▸ WORK REQUIRED:
Find and copy each line of the records where the string "BTreeSet" shows up.

▸ Data items:
//! AES-256-GCM sealing of envelope payloads
//!
//! The caller supplies the key, nonce and AAD; the output is `ciphertext || tag`
//! as produced by `aes-gcm`.

// Nonce::from_slice is the supported constructor on aes-gcm 0.10.x
#![allow(deprecated)]

use crate::helpers::{create_aes_cipher, CryptoError};
use crate::types::{AesKey, Nonce96};
use aes_gcm::{
    aead::{Aead, Payload},
    Nonce,
};

/// Size of the GCM authentication tag appended to every sealed payload
pub const GCM_TAG_SIZE: usize = 16;

/// Seal `plaintext` under `key`, binding `aad` into the tag
pub fn aes_gcm_seal(
    key: &AesKey,
    iv: &Nonce96,
    aad: &[u8],
    plaintext: &[u8],
) -> Result<Vec<u8>, CryptoError> {
    let cipher = create_aes_cipher(key)?;
    let nonce = Nonce::from_slice(iv.as_slice());
    cipher
        .encrypt(
            nonce,
            Payload {
                msg: plaintext,
                aad,
            },
        )
        .map_err(|_| CryptoError::SealFailed)
}

/// Open a sealed payload; any modification of ciphertext, tag or AAD fails
/// with [`CryptoError::AuthenticationFailed`]
pub fn aes_gcm_open(
    key: &AesKey,
    iv: &Nonce96,
    aad: &[u8],
    ciphertext: &[u8],
) -> Result<Vec<u8>, CryptoError> {
    if ciphertext.len() < GCM_TAG_SIZE {
        return Err(CryptoError::AuthenticationFailed);
    }
    let cipher = create_aes_cipher(key)?;
    let nonce = Nonce::from_slice(iv.as_slice());
    cipher
        .decrypt(
            nonce,
            Payload {
                msg: ciphertext,
                aad,
            },
        )
        .map_err(|_| CryptoError::AuthenticationFailed)
}
use super::ModelError;
use crate::policy::SecondaryProtectionParameters;
use serde::{Deserialize, Serialize};
use std::fmt;
use std::str::FromStr;

/// Target object type an envelope is meant for
#[derive(Debug, Clone, Copy, PartialEq, Eq, Hash, Serialize, Deserialize)]
pub enum ConfidentialObjectType {
    #[serde(rename = "kv/secret")]
    KeyVaultSecret,
    #[serde(rename = "kv/key")]
    KeyVaultKey,
    #[serde(rename = "kv/certificate")]
    KeyVaultCertificate,
    #[serde(rename = "apim/subscription")]
    ApimSubscription,
    #[serde(rename = "apim/namedValue")]
    ApimNamedValue,
}

impl ConfidentialObjectType {
    pub const ALL: [ConfidentialObjectType; 5] = [
        ConfidentialObjectType::KeyVaultSecret,
        ConfidentialObjectType::KeyVaultKey,
        ConfidentialObjectType::KeyVaultCertificate,
        ConfidentialObjectType::ApimSubscription,
        ConfidentialObjectType::ApimNamedValue,
    ];

    pub fn as_str(&self) -> &'static str {
        match self {
            ConfidentialObjectType::KeyVaultSecret => "kv/secret",
            ConfidentialObjectType::KeyVaultKey => "kv/key",
            ConfidentialObjectType::KeyVaultCertificate => "kv/certificate",
            ConfidentialObjectType::ApimSubscription => "apim/subscription",
            ConfidentialObjectType::ApimNamedValue => "apim/namedValue",
        }
    }
}

impl fmt::Display for ConfidentialObjectType {
    fn fmt(&self, f: &mut fmt::Formatter<'_>) -> fmt::Result {
        f.write_str(self.as_str())
    }
}

impl FromStr for ConfidentialObjectType {
    type Err = ModelError;

    fn from_str(s: &str) -> Result<Self, Self::Err> {
        Self::ALL
            .into_iter()
            .find(|t| t.as_str() == s)
            .ok_or_else(|| ModelError::UnknownObjectType(s.to_string()))
    }
}

/// Authenticated header of a confidential-data object
///
/// The type tag is kept as a plain string so that an envelope produced for
/// an unknown type still decodes far enough to report a mismatch.
#[derive(Debug, Clone, PartialEq, Eq, Serialize, Deserialize)]
pub struct ConfidentialDataHeader {
    #[serde(rename = "u")]
    pub uuid: String,
    #[serde(rename = "t")]
    pub object_type: String,
    #[serde(rename = "m")]
    pub model_reference: String,
    #[serde(flatten)]
    pub protection: SecondaryProtectionParameters,
}

impl ConfidentialDataHeader {
    pub fn parsed_object_type(&self) -> Result<ConfidentialObjectType, ModelError> {
        self.object_type.parse()
    }

    pub fn is_type(&self, expected: ConfidentialObjectType) -> bool {
        self.object_type == expected.as_str()
    }

    /// Armor header lines describing this object
    pub fn armor_headers(&self) -> Vec<(String, String)> {
        let mut headers = vec![
            ("Type".to_string(), self.object_type.clone()),
            ("ModelReference".to_string(), self.model_reference.clone()),
        ];
        headers.extend(self.protection.armor_headers());
        headers
    }
}
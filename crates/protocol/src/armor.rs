//! ASCII armor for envelopes
//!
//! ```text
//! Type: kv/secret
//! ModelReference: core/string/v01
//!
//! -----BEGIN CONFIDENTIAL ENVELOPE-----
//! Q0VOVgEA...
//! -----END CONFIDENTIAL ENVELOPE-----
//! ```
//!
//! Headers are informational only. [`dearmor`] skips them and accepts any
//! whitespace (including CRLF) inside the frame.

use crate::envelope::{Envelope, EnvelopeError};
use base64::{engine::general_purpose::STANDARD, Engine};

pub const ARMOR_BEGIN: &str = "-----BEGIN CONFIDENTIAL ENVELOPE-----";
pub const ARMOR_END: &str = "-----END CONFIDENTIAL ENVELOPE-----";
pub const ARMOR_LINE_WIDTH: usize = 64;

/// Armor raw envelope bytes, prefixed with `Key: value` header lines
pub fn armor(envelope: &[u8], headers: &[(String, String)]) -> String {
    let encoded = STANDARD.encode(envelope);
    let mut out = String::with_capacity(encoded.len() + encoded.len() / ARMOR_LINE_WIDTH + 128);

    for (name, value) in headers {
        out.push_str(&single_line(name));
        out.push_str(": ");
        out.push_str(&single_line(value));
        out.push('\n');
    }
    if !headers.is_empty() {
        out.push('\n');
    }

    out.push_str(ARMOR_BEGIN);
    out.push('\n');
    // base64 output is ASCII, so byte chunks are valid UTF-8
    for line in encoded.as_bytes().chunks(ARMOR_LINE_WIDTH) {
        out.push_str(&String::from_utf8_lossy(line));
        out.push('\n');
    }
    out.push_str(ARMOR_END);
    out.push('\n');
    out
}

/// Armor an envelope
pub fn armor_envelope(
    envelope: &Envelope,
    headers: &[(String, String)],
) -> Result<String, EnvelopeError> {
    Ok(armor(&envelope.to_bytes()?, headers))
}

/// Strip the armor and return the raw envelope bytes
pub fn dearmor(text: &str) -> Result<Vec<u8>, EnvelopeError> {
    let begin = text
        .find(ARMOR_BEGIN)
        .ok_or_else(|| EnvelopeError::MalformedArmor("missing BEGIN marker".to_string()))?;
    let body_start = begin + ARMOR_BEGIN.len();
    let body_len = text[body_start..]
        .find(ARMOR_END)
        .ok_or_else(|| EnvelopeError::MalformedArmor("missing END marker".to_string()))?;
    let body = &text[body_start..body_start + body_len];

    let after_end = &text[body_start + body_len + ARMOR_END.len()..];
    if !after_end.trim().is_empty() {
        return Err(EnvelopeError::MalformedArmor(
            "unexpected data after END marker".to_string(),
        ));
    }

    let compact: String = body.chars().filter(|c| !c.is_whitespace()).collect();
    if compact.is_empty() {
        return Err(EnvelopeError::MalformedArmor(
            "armor frame is empty".to_string(),
        ));
    }
    STANDARD
        .decode(compact.as_bytes())
        .map_err(|e| EnvelopeError::MalformedArmor(format!("invalid base64: {}", e)))
}

/// Strip the armor and decode the envelope
pub fn dearmor_envelope(text: &str) -> Result<Envelope, EnvelopeError> {
    Envelope::from_bytes(&dearmor(text)?)
}

/// Read the informational headers in front of the BEGIN marker
///
/// For display only; nothing here is authenticated.
pub fn armor_headers(text: &str) -> Vec<(String, String)> {
    let preamble = match text.find(ARMOR_BEGIN) {
        Some(idx) => &text[..idx],
        None => return Vec::new(),
    };
    preamble
        .lines()
        .filter_map(|line| line.split_once(':'))
        .map(|(name, value)| (name.trim().to_string(), value.trim().to_string()))
        .collect()
}

fn single_line(value: &str) -> String {
    value.replace(['\r', '\n'], " ")
}
//! Key encapsulation
//!
//! Only RSA-OAEP is supported as a wrapping mechanism; the engine consumes
//! the private half through a decryption capability rather than key bytes.

pub mod rsa;

pub use self::rsa::{
    max_oaep_plaintext, rsa_modulus_bytes, rsa_oaep_decrypt, rsa_oaep_encrypt,
    rsa_public_key_from_pem, OAEP_HASH_LEN,
};
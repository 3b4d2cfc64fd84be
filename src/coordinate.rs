//! Key Vault object coordinates
//!
//! Objects are addressed by URL:
//!
//! - Versioned: `https://<vault>.<dns-suffix>/<keys|secrets|certificates>/<name>/<version>`
//! - Versionless: `https://<vault>.<dns-suffix>/<keys|secrets|certificates>/<name>`
//!
//! Placement constraints compare the canonical label
//! `az-c-keyvault://<vault>@<type>=<name>` verbatim; [`placement_label`] is
//! the only function that renders it.
//!
//! # Example
//!
//! ```
//! use az_confidential::coordinate::{AzKeyVaultObjectVersionedCoordinate, ObjectType};
//!
//! let id = AzKeyVaultObjectVersionedCoordinate::parse(
//!     "https://myvault.vault.azure.net/secrets/db-password/0123456789abcdef",
//! )?;
//! assert_eq!(id.coordinate.vault_name, "myvault");
//! assert_eq!(id.coordinate.object_type, ObjectType::Secrets);
//! assert_eq!(id.coordinate.canonical_label(), "az-c-keyvault://myvault@secrets=db-password");
//! # Ok::<(), Box<dyn std::error::Error>>(())
//! ```

use serde::{Deserialize, Serialize};
use std::fmt;
use std::str::FromStr;
use thiserror::Error;
use url::Url;

pub const DEFAULT_DNS_SUFFIX: &str = "vault.azure.net";
pub const DEFAULT_WRAPPING_ALGORITHM: &str = "RSA-OAEP-256";
pub const PLACEMENT_LABEL_SCHEME: &str = "az-c-keyvault";

#[derive(Debug, Error, Clone, PartialEq, Eq)]
pub enum CoordinateError {
    #[error("Malformed object id '{id}': {reason}")]
    MalformedId { id: String, reason: String },
}

impl CoordinateError {
    fn malformed(id: &str, reason: impl Into<String>) -> Self {
        CoordinateError::MalformedId {
            id: id.to_string(),
            reason: reason.into(),
        }
    }

    /// Returns a hint for how to fix this error
    pub fn hint(&self) -> &'static str {
        "Object ids look like https://<vault>.vault.azure.net/<keys|secrets|certificates>/<name>[/<version>]"
    }

    /// Returns a stable error code
    pub fn error_code(&self) -> &'static str {
        match self {
            CoordinateError::MalformedId { .. } => "AZC_E_COORDINATE_MALFORMED",
        }
    }
}

/// Key Vault object collection
#[derive(Debug, Clone, Copy, PartialEq, Eq, Hash, PartialOrd, Ord, Serialize, Deserialize)]
#[serde(rename_all = "lowercase")]
pub enum ObjectType {
    Keys,
    Secrets,
    Certificates,
}

impl ObjectType {
    pub fn as_str(&self) -> &'static str {
        match self {
            ObjectType::Keys => "keys",
            ObjectType::Secrets => "secrets",
            ObjectType::Certificates => "certificates",
        }
    }
}

impl fmt::Display for ObjectType {
    fn fmt(&self, f: &mut fmt::Formatter<'_>) -> fmt::Result {
        f.write_str(self.as_str())
    }
}

impl FromStr for ObjectType {
    type Err = CoordinateError;

    fn from_str(s: &str) -> Result<Self, Self::Err> {
        match s {
            "keys" => Ok(ObjectType::Keys),
            "secrets" => Ok(ObjectType::Secrets),
            "certificates" => Ok(ObjectType::Certificates),
            other => Err(CoordinateError::malformed(
                other,
                "object type must be keys, secrets or certificates",
            )),
        }
    }
}

/// Render the canonical placement label
pub fn placement_label(vault_name: &str, object_type: ObjectType, name: &str) -> String {
    format!(
        "{}://{}@{}={}",
        PLACEMENT_LABEL_SCHEME, vault_name, object_type, name
    )
}

/// Versionless identity of a Key Vault object
#[derive(Debug, Clone, PartialEq, Eq, Hash, PartialOrd, Ord, Serialize, Deserialize)]
pub struct AzKeyVaultObjectCoordinate {
    pub vault_name: String,
    pub object_type: ObjectType,
    pub name: String,
}

impl AzKeyVaultObjectCoordinate {
    pub fn new(vault_name: impl Into<String>, object_type: ObjectType, name: impl Into<String>) -> Self {
        Self {
            vault_name: vault_name.into(),
            object_type,
            name: name.into(),
        }
    }

    pub fn canonical_label(&self) -> String {
        placement_label(&self.vault_name, self.object_type, &self.name)
    }

    /// `https://<vault>.<dns-suffix>/<type>/<name>`
    pub fn versionless_id(&self, dns_suffix: &str) -> String {
        format!(
            "https://{}.{}/{}/{}",
            self.vault_name, dns_suffix, self.object_type, self.name
        )
    }

    pub fn with_version(&self, version: impl Into<String>) -> AzKeyVaultObjectVersionedCoordinate {
        AzKeyVaultObjectVersionedCoordinate {
            coordinate: self.clone(),
            version: version.into(),
        }
    }
}

impl fmt::Display for AzKeyVaultObjectCoordinate {
    fn fmt(&self, f: &mut fmt::Formatter<'_>) -> fmt::Result {
        f.write_str(&self.canonical_label())
    }
}

/// A coordinate pinned to one object version; `version` is empty for the
/// versionless form
#[derive(Debug, Clone, PartialEq, Eq, Hash, Serialize, Deserialize)]
pub struct AzKeyVaultObjectVersionedCoordinate {
    pub coordinate: AzKeyVaultObjectCoordinate,
    pub version: String,
}

impl AzKeyVaultObjectVersionedCoordinate {
    /// Parse an object URL, with or without the version segment
    pub fn parse(id: &str) -> Result<Self, CoordinateError> {
        let url = Url::parse(id).map_err(|e| CoordinateError::malformed(id, e.to_string()))?;
        if url.scheme() != "https" {
            return Err(CoordinateError::malformed(id, "scheme must be https"));
        }
        if url.query().is_some() || url.fragment().is_some() {
            return Err(CoordinateError::malformed(
                id,
                "query and fragment are not allowed",
            ));
        }

        let host = url
            .host_str()
            .ok_or_else(|| CoordinateError::malformed(id, "missing host"))?;
        let vault_name = host.split('.').next().unwrap_or_default();
        if !is_valid_name(vault_name) {
            return Err(CoordinateError::malformed(id, "invalid vault name"));
        }

        let mut segments: Vec<&str> = url
            .path_segments()
            .map(|s| s.collect())
            .unwrap_or_default();
        if segments.last() == Some(&"") {
            segments.pop();
        }

        let (object_type, name, version) = match segments.as_slice() {
            [object_type, name] => (*object_type, *name, ""),
            [object_type, name, version] => (*object_type, *name, *version),
            _ => {
                return Err(CoordinateError::malformed(
                    id,
                    "path must be /<type>/<name>[/<version>]",
                ))
            }
        };
        let object_type = object_type
            .parse::<ObjectType>()
            .map_err(|_| CoordinateError::malformed(id, "unknown object type"))?;
        if !is_valid_name(name) {
            return Err(CoordinateError::malformed(id, "invalid object name"));
        }
        if !version.chars().all(|c| c.is_ascii_alphanumeric()) {
            return Err(CoordinateError::malformed(id, "invalid object version"));
        }

        Ok(Self {
            coordinate: AzKeyVaultObjectCoordinate::new(vault_name, object_type, name),
            version: version.to_string(),
        })
    }

    pub fn is_versionless(&self) -> bool {
        self.version.is_empty()
    }

    pub fn versionless(&self) -> &AzKeyVaultObjectCoordinate {
        &self.coordinate
    }

    /// Full object URL; falls back to the versionless URL when unversioned
    pub fn id(&self, dns_suffix: &str) -> String {
        let base = self.coordinate.versionless_id(dns_suffix);
        if self.is_versionless() {
            base
        } else {
            format!("{}/{}", base, self.version)
        }
    }
}

impl FromStr for AzKeyVaultObjectVersionedCoordinate {
    type Err = CoordinateError;

    fn from_str(s: &str) -> Result<Self, Self::Err> {
        Self::parse(s)
    }
}

/// Key Vault key used to unwrap envelopes
#[derive(Debug, Clone, PartialEq, Eq, Serialize, Deserialize)]
#[serde(default)]
pub struct WrappingKeyCoordinate {
    pub vault_name: String,
    pub key_name: String,
    pub key_version: String,
    pub algorithm: String,
}

impl Default for WrappingKeyCoordinate {
    fn default() -> Self {
        Self {
            vault_name: String::new(),
            key_name: String::new(),
            key_version: String::new(),
            algorithm: DEFAULT_WRAPPING_ALGORITHM.to_string(),
        }
    }
}

impl WrappingKeyCoordinate {
    pub fn new(vault_name: impl Into<String>, key_name: impl Into<String>) -> Self {
        Self {
            vault_name: vault_name.into(),
            key_name: key_name.into(),
            ..Default::default()
        }
    }

    #[must_use]
    pub fn version(mut self, key_version: impl Into<String>) -> Self {
        self.key_version = key_version.into();
        self
    }

    /// Parse a key URL (`https://<vault>.<suffix>/keys/<name>[/<version>]`)
    pub fn from_key_id(id: &str) -> Result<Self, CoordinateError> {
        let parsed = AzKeyVaultObjectVersionedCoordinate::parse(id)?;
        if parsed.coordinate.object_type != ObjectType::Keys {
            return Err(CoordinateError::malformed(id, "wrapping key must be a key"));
        }
        Ok(Self::new(parsed.coordinate.vault_name, parsed.coordinate.name).version(parsed.version))
    }

    /// True when neither vault nor key name is set
    pub fn is_empty(&self) -> bool {
        self.vault_name.is_empty() && self.key_name.is_empty()
    }

    /// Fill empty fields from a provider-level default
    pub fn merge(&self, default: &WrappingKeyCoordinate) -> WrappingKeyCoordinate {
        fn pick(own: &str, fallback: &str) -> String {
            let value = if own.is_empty() { fallback } else { own };
            value.to_string()
        }

        WrappingKeyCoordinate {
            vault_name: pick(&self.vault_name, &default.vault_name),
            key_name: pick(&self.key_name, &default.key_name),
            key_version: pick(&self.key_version, &default.key_version),
            algorithm: pick(
                &self.algorithm,
                if default.algorithm.is_empty() {
                    DEFAULT_WRAPPING_ALGORITHM
                } else {
                    &default.algorithm
                },
            ),
        }
    }
}

impl fmt::Display for WrappingKeyCoordinate {
    fn fmt(&self, f: &mut fmt::Formatter<'_>) -> fmt::Result {
        write!(f, "{}/{}", self.vault_name, self.key_name)?;
        if !self.key_version.is_empty() {
            write!(f, "/{}", self.key_version)?;
        }
        write!(f, " ({})", self.algorithm)
    }
}

fn is_valid_name(s: &str) -> bool {
    !s.is_empty() && s.chars().all(|c| c.is_ascii_alphanumeric() || c == '-')
}
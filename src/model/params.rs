use crate::coordinate::AzKeyVaultObjectCoordinate;
use crate::policy::SecondaryProtectionParameters;
use chrono::{DateTime, Duration, Utc};
use confidential_crypto::rsa::RsaPublicKey;
use confidential_crypto::{public_key_from_pem, KeyMaterialError};
use std::collections::BTreeSet;

/// Producer-side wrapping options
///
/// Durations are relative; [`ContentWrappingParams::protection_at`] turns
/// them into absolute epoch limits for a given `now`.
///
/// # Example
///
/// ```no_run
/// use az_confidential::model::ContentWrappingParams;
/// use chrono::Duration;
///
/// # fn example(pem: &[u8]) -> Result<(), Box<dyn std::error::Error>> {
/// let params = ContentWrappingParams::from_public_key_pem(pem)?
///     .expires_in(Duration::days(90))
///     .num_uses(1)
///     .provider_constraint("prod");
/// # Ok(())
/// # }
/// ```
#[derive(Debug, Clone)]
pub struct ContentWrappingParams {
    public_key: RsaPublicKey,
    create_within: Option<Duration>,
    expires_in: Option<Duration>,
    num_uses: i32,
    provider_constraints: BTreeSet<String>,
    placement_constraints: BTreeSet<String>,
}

impl ContentWrappingParams {
    pub fn new(public_key: RsaPublicKey) -> Self {
        Self {
            public_key,
            create_within: None,
            expires_in: None,
            num_uses: 0,
            provider_constraints: BTreeSet::new(),
            placement_constraints: BTreeSet::new(),
        }
    }

    pub fn from_public_key_pem(pem: &[u8]) -> Result<Self, KeyMaterialError> {
        Ok(Self::new(public_key_from_pem(pem)?))
    }

    /// Objects must be created within this duration
    #[must_use]
    pub fn create_within(mut self, window: Duration) -> Self {
        self.create_within = Some(window);
        self
    }

    #[must_use]
    pub fn expires_in(mut self, lifetime: Duration) -> Self {
        self.expires_in = Some(lifetime);
        self
    }

    /// 0 = untracked, -1 = tracked without limit, >0 = limited
    #[must_use]
    pub fn num_uses(mut self, uses: i32) -> Self {
        self.num_uses = uses;
        self
    }

    #[must_use]
    pub fn provider_constraint(mut self, label: impl Into<String>) -> Self {
        self.provider_constraints.insert(label.into());
        self
    }

    #[must_use]
    pub fn placement(mut self, coordinate: &AzKeyVaultObjectCoordinate) -> Self {
        self.placement_constraints.insert(coordinate.canonical_label());
        self
    }

    /// Placement given as an already-rendered label
    #[must_use]
    pub fn placement_label(mut self, label: impl Into<String>) -> Self {
        self.placement_constraints.insert(label.into());
        self
    }

    pub fn public_key(&self) -> &RsaPublicKey {
        &self.public_key
    }

    pub fn protection_at(&self, now: DateTime<Utc>) -> SecondaryProtectionParameters {
        let absolute = |d: Option<Duration>| d.map_or(0, |d| (now + d).timestamp());
        SecondaryProtectionParameters {
            create_limit: absolute(self.create_within),
            expiry: absolute(self.expires_in),
            num_uses: self.num_uses,
            provider_constraints: self.provider_constraints.clone(),
            placement_constraints: self.placement_constraints.clone(),
        }
    }
}
//! Create/read/update/delete for confidential remote objects

pub mod drift;
pub mod engine;
pub mod existence;

pub use drift::{create_drift_message, is_drift_message};
pub use engine::{
    ConfidentialMaterial, ConfidentialResource, ImmutableRu, MutableRu, ReadUpdate,
    ResourceResponse, Specializer,
};
pub use existence::{ReadResult, ResourceExistence};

▸ RESULT:
use std::collections::BTreeSet;
    provider_constraints: BTreeSet<String>,
    placement_constraints: BTreeSet<String>,
            provider_constraints: BTreeSet::new(),
            placement_constraints: BTreeSet::new(),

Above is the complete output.